Жижек: Фильм «Цель номер один» - подарок Голливуда американским властям

Jan 26, 2013 10:33


Многие отмечают, что фильм Катрин Бигелоу легитимизирует пытки. Почему такой фильм стал возможен именно сейчас?


(Кадр из фильма "Цель номер один")

В своем письме в газету «ЭлЭй Таймс» Катрин Бигелоу оправдала сцены, показывающие пытки, применявшиеся правительственными агентами с целью поймать и убить Осаму Бин Ладена: «Те из нас, кто работает в искусстве, знают, что показать не значит оправдать. Если бы это было так, то ни один из художников не стал бы изображать античеловеческие деяния, ни один писатель не написал бы о них, ни один режиссер не стал бы копаться в противоречивых вопросах нашего времени».

Неужели? При оценке необходимости борьбы с террористическими атаками не нужно быть моралистом или наивным, чтобы понять, что пытки человека являются крайне разрушающим деянием настолько, что их нейтральное изображение означает нейтрализацию их пагубного воздействия, то есть, по сути, оправдывает их



Представьте себе документальный фильм, где были бы нейтрально показаны кадры Холокоста, в которых это явление спокойно представлено как большая индустриально-логистическая операция, а внимание зрителя фокусируется на сопряженных технических проблемах (транспортировка, утилизация тел, предотвращение паники среди заключенных, которых готовят к отправке в газовую камеру). Такой фильм стал бы воплощением глубокого аморального восхищения предметом изображения, или, возможно, стремился бы через непристойную нейтральность повествования посеять смятение и ужас в зрителях. Что бы Бигелоу сказала на это?

Без тени сомнений она выступает за нормализацию пыток. Когда Майя, героиня фильма, впервые становится свидетелем пытки утоплением (waterboarding), она испытывает небольшой шок, но потом быстро входит во вкус. Позднее она холодным тоном шантажирует высокопоставленного арабского заключенного: «Если ты не расскажешь все нам, мы отправим тебя в Израиль». Ее фанатичное преследование Бин Ладена позволяет нейтрализовать возникающие вопросы морали. Еще более зловещим выглядит ее партнер - молодой, бородатый агент ЦРУ, который в совершенстве овладел способностью ловко переходить от пыток к дружелюбию по отношению к сломанной жертве (зажигая ей сигарету и делясь шутками). Что-то очень глубоко тревожное есть в том, как он впоследствии из пытателя в джинсах превращается в хорошо одетого бюрократа в Вашингтоне. Это нормализация в ее наиболее откровенной и действенной форме - есть ощущение неловкости, больше чувственной, чем этической, но эту грязную работу надо кому-то делать. Эта осведомленность о задетых чувствах пытателя как (основной) человеческой цены содеянных пыток доказывает, что этот фильм не просто дешевая правая пропаганда. Психологические противоречия показаны так, что даже либералы смогут получить удовольствие от просмотра фильма без ощущения вины. Вот почему фильм «Цель номер один» гораздо хуже, чем сериал «24 часа», в конце которого в сознании главного героя Джека Бауэра происходит перелом.

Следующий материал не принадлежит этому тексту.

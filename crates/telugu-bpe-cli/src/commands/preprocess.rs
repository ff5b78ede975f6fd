use std::io::Write;

use telugu_bpe::preprocess::preprocess;

use crate::input_output::LineArgs;

/// Args for the preprocess command.
#[derive(clap::Args, Debug)]
pub struct PreprocessArgs {
    #[command(flatten)]
    lines: LineArgs,
}

impl PreprocessArgs {
    /// Run the preprocess command.
    pub fn run(&self) -> Result<(), Box<dyn std::error::Error>> {
        self.lines.transform(preprocess_line)?;
        Ok(())
    }
}

fn preprocess_line(
    line: &str,
    writer: &mut dyn Write,
) -> Result<(), Box<dyn std::error::Error>> {
    writeln!(writer, "{}", preprocess(line))?;
    Ok(())
}
//! # Model IO
//!
//! Models persist as UTF-8 JSON:
//! ```json
//! {
//!   "vocab_size": 5000,
//!   "merges": {
//!     "అ మ": "అమ",
//!     "అమ ్మ": "అమ్మ"
//!   },
//!   "vocab": ["అ", "అమ", "అమ్మ", "మ", "్", "్మ"]
//! }
//! ```
//!
//! `merges` entries are written, and read back, in learning order.
//!
//! ## Loading A Model
//!
//! ```rust,no_run
//! use telugu_bpe::{encoders::MergeReplayEncoder, vocab::io::load_model_path};
//!
//! fn example() -> telugu_bpe::TBResult<MergeReplayEncoder> {
//!     let model = load_model_path("telugu_bpe_model.json")?;
//!     Ok(MergeReplayEncoder::new(model))
//! }
//! ```

mod json_model_io;

#[doc(inline)]
pub use json_model_io::*;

Дискуссия о том, является ли утопление пыткой должна быть отброшена как совершенный нонсенс. Зачем тогда оно применяется к подозреваемым в терроризме, которых нужно разговорить, если не для того, чтобы заставить человека ощутить боль и страх смерти? Замена слова «пытки» эвфемизмом «расширенные техники допроса» является продолжением политкорректной логики: жестокое насилие, практикуемое государством, становится приемлемым только при условии изменения языка.

Самое неприличное оправдание фильма состоит в том, что Бигелоу отвергает дешевый морализм и честно показывает реальное анти-террористической борьбы, она-де поднимает неоднозначные вопросы, чтобы заставить нас задуматься (к тому же, некоторые критики усмотрели «деконструкцию» женственных стереотипов - героиня Майя не испытывает никакой сентиментальности, вместо этого она демонстрирует мужественную жесткость и целеустремленность). Но там, где речь идет о пытках нет места «рассуждениям». Навязывается параллель с изнасилованием: что, если фильм нейтрально покажет медленное и жестокое изнасилование, а его автор заявит, что хотел бы отбросить дешевый морализм и предлагает подойти к этому вопросу с разных сторон? Наши чувства подсказывают нам, что здесь имеет место чудовищное искажение. Я хотел бы жить в обществе, где изнасилование просто считается неприемлемым, а любой, кто попытается это оспорить, предстанет эксцентричным идиотом. Я не хотел бы жить в обществе, где мне предлагают об этом поспорить. То же самое и в отношении пыток: показателем морального прогресса является то, что пытки отвергаются даже теоретически, без необходимости это доказывать.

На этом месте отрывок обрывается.